§ Your goal:
Scan the data for "listing" and copy the lines it appears in.

§ Input material:
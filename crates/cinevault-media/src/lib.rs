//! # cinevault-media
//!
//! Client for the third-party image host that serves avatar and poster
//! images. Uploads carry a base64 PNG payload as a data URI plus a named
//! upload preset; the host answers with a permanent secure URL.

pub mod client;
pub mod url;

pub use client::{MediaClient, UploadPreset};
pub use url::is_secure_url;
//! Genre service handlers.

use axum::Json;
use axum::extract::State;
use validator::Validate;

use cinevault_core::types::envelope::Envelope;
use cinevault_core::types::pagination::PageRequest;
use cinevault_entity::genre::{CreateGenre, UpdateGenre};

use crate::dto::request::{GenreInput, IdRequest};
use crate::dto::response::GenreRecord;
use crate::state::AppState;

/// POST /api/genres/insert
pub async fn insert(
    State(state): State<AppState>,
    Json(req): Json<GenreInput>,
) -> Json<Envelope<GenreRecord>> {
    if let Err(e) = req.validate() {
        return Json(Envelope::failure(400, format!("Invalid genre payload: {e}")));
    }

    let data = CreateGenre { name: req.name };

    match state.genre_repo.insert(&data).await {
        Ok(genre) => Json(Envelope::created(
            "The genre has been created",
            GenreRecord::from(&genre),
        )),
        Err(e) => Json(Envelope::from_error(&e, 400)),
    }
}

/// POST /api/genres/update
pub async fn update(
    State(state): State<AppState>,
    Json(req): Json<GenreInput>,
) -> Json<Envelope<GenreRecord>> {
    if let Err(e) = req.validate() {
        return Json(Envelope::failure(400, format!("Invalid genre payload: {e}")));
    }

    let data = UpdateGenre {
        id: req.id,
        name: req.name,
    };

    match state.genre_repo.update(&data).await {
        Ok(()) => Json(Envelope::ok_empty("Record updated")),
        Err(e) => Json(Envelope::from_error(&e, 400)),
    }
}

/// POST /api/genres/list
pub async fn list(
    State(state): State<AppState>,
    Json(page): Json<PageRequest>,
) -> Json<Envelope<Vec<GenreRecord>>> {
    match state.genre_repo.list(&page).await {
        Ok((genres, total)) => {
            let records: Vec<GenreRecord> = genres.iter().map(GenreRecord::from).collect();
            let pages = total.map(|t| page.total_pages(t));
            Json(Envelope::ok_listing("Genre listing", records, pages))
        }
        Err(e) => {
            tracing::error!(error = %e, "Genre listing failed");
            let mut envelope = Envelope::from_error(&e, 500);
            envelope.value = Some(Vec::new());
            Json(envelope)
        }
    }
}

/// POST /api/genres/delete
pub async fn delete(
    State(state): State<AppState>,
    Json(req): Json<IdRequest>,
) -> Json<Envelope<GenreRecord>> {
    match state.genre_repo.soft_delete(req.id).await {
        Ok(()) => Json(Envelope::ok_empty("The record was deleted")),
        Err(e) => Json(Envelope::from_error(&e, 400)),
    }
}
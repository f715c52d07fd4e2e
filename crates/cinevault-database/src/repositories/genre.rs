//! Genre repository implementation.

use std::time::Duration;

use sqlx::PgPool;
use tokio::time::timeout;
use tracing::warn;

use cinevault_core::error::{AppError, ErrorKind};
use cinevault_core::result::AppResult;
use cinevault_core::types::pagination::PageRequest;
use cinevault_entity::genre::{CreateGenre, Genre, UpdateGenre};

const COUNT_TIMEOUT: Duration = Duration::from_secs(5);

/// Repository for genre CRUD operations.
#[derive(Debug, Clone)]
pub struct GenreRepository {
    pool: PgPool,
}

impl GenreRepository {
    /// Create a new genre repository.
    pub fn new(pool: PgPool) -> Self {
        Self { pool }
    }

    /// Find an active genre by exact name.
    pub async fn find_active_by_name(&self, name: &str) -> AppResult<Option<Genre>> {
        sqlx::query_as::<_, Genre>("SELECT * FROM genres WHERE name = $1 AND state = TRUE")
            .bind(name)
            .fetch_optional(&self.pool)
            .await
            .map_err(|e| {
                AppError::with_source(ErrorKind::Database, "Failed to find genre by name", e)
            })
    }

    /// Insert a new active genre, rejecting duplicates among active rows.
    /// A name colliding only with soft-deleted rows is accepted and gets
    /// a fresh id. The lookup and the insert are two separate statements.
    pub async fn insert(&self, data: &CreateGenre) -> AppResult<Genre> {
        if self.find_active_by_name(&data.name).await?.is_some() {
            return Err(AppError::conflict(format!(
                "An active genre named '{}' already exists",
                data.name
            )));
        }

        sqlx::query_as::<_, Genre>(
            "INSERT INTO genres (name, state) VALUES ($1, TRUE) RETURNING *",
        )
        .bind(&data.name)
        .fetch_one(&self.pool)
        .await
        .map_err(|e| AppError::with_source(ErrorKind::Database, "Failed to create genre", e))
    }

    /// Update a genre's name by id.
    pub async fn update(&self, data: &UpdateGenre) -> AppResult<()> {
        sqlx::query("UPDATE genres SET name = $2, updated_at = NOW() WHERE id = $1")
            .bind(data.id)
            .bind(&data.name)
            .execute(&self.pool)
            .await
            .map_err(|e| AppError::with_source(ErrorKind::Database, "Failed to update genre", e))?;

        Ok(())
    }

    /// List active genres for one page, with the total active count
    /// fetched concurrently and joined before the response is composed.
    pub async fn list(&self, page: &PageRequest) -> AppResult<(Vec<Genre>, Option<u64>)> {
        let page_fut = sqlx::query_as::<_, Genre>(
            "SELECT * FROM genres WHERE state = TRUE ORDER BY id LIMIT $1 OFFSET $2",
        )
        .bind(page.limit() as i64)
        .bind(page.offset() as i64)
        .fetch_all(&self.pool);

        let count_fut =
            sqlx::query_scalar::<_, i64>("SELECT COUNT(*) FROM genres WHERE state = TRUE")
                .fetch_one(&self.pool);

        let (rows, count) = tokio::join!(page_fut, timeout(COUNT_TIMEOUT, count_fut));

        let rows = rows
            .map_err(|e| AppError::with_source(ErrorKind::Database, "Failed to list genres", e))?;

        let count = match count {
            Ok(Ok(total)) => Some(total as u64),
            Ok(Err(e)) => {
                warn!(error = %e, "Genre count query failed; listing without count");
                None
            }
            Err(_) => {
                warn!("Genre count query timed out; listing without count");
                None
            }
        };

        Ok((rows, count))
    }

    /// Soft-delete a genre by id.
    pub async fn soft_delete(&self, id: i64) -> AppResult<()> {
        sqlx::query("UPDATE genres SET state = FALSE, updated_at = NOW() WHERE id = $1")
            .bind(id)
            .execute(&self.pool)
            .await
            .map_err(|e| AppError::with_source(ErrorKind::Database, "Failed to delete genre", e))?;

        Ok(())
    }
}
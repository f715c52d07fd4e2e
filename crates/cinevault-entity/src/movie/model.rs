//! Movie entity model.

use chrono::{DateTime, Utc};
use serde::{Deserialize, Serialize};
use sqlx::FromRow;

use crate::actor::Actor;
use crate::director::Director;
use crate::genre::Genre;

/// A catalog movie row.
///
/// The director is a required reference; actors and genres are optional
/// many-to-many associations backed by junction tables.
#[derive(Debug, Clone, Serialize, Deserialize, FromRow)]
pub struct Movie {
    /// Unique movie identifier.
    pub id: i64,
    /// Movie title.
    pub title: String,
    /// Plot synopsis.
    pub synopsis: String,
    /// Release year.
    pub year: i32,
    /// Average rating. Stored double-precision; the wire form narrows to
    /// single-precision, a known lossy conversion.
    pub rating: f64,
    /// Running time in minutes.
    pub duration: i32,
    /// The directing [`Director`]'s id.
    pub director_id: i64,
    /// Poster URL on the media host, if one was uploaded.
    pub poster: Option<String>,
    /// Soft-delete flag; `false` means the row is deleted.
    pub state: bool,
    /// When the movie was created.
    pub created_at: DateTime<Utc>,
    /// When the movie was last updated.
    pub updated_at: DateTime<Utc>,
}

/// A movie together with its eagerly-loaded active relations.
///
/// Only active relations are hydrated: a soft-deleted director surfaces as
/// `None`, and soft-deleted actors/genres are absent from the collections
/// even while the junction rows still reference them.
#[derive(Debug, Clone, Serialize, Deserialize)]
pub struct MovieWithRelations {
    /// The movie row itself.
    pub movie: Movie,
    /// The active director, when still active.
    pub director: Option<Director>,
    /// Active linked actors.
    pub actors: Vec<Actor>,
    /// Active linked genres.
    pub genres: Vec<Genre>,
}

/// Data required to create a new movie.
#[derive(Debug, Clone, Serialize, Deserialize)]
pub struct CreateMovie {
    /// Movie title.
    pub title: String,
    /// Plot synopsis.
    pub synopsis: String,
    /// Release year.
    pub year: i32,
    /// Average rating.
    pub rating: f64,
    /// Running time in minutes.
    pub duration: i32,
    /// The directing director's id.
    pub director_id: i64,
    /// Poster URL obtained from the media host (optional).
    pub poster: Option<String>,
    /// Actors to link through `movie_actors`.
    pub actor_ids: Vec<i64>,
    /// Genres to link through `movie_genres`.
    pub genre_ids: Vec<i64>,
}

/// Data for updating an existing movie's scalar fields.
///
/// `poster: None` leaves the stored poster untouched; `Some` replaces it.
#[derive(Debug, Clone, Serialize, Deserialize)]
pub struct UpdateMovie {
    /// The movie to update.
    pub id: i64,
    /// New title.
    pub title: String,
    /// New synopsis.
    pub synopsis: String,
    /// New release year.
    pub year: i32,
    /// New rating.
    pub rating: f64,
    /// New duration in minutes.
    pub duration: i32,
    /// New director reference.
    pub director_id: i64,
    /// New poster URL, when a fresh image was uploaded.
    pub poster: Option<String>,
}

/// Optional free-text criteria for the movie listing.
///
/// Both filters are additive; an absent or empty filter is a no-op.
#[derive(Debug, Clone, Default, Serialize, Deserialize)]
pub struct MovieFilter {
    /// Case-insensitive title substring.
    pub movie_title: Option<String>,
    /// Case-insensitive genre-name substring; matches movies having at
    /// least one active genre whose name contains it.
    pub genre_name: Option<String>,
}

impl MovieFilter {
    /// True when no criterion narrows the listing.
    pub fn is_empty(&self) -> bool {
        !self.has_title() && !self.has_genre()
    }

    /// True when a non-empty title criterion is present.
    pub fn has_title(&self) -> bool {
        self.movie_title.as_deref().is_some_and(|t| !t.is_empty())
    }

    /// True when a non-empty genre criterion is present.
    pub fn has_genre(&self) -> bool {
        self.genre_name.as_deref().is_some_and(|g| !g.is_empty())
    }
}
---
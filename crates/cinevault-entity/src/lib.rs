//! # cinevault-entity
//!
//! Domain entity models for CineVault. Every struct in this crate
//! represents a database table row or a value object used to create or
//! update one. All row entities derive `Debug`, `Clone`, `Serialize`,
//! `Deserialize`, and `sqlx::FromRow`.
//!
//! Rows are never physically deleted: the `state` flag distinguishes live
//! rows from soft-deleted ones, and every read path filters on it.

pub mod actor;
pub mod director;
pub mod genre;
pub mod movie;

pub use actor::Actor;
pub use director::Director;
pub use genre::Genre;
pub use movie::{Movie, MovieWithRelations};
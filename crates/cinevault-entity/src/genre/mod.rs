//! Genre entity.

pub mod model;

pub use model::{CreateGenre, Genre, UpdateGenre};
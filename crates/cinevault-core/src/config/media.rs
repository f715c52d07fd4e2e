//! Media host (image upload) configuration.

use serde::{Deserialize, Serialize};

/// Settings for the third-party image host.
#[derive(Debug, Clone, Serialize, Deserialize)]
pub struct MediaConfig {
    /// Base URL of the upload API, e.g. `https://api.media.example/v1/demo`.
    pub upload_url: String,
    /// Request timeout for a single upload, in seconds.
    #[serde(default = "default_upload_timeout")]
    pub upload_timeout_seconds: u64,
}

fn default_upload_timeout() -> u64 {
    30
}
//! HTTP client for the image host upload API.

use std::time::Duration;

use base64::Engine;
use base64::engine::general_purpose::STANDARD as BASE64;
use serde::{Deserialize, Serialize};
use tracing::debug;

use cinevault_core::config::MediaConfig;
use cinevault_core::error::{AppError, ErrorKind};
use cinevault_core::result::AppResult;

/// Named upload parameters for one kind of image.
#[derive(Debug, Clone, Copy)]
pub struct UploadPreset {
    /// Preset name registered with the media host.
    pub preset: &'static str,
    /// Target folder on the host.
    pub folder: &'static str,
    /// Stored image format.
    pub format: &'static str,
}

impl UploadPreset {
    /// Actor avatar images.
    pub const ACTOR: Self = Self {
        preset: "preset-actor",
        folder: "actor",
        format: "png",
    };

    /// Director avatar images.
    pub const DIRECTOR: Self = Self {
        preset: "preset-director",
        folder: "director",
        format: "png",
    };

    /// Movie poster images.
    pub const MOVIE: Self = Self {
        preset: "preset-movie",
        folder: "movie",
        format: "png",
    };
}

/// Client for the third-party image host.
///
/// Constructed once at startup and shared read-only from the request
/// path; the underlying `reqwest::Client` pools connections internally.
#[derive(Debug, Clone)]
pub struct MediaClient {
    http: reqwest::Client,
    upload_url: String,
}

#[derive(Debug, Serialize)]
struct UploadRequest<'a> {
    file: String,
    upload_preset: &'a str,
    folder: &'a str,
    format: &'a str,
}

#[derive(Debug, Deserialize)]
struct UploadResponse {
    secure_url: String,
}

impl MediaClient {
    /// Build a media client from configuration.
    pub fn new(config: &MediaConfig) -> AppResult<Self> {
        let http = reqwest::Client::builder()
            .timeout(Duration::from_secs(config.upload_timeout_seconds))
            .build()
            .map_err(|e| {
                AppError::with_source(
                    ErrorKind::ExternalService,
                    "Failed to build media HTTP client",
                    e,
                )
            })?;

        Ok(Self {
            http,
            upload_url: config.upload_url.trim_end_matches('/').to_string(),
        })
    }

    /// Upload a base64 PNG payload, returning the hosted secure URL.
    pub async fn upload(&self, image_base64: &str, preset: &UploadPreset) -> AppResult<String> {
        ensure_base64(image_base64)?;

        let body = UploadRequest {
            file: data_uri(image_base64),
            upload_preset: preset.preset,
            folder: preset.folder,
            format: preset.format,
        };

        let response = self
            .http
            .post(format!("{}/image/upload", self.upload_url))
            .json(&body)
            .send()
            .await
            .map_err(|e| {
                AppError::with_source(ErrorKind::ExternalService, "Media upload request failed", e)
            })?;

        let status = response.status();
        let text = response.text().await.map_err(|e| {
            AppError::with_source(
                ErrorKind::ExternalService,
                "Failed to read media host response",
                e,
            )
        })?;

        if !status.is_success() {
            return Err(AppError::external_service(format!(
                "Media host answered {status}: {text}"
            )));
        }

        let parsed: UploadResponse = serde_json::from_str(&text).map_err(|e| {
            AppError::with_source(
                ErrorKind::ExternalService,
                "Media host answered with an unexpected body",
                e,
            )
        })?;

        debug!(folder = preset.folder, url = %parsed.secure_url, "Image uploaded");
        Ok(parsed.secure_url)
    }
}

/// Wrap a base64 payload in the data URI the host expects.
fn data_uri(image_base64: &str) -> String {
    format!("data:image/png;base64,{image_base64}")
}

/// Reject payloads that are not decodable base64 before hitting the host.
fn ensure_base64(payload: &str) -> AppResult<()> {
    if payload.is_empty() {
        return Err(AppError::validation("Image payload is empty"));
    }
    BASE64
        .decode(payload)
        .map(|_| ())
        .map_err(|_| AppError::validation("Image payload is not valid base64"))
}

§ Completed task:
            Json(Envelope::ok_listing("Genre listing", records, pages))
            tracing::error!(error = %e, "Genre listing failed");
                warn!(error = %e, "Genre count query failed; listing without count");
                warn!("Genre count query timed out; listing without count");
/// Optional free-text criteria for the movie listing.
    /// True when no criterion narrows the listing.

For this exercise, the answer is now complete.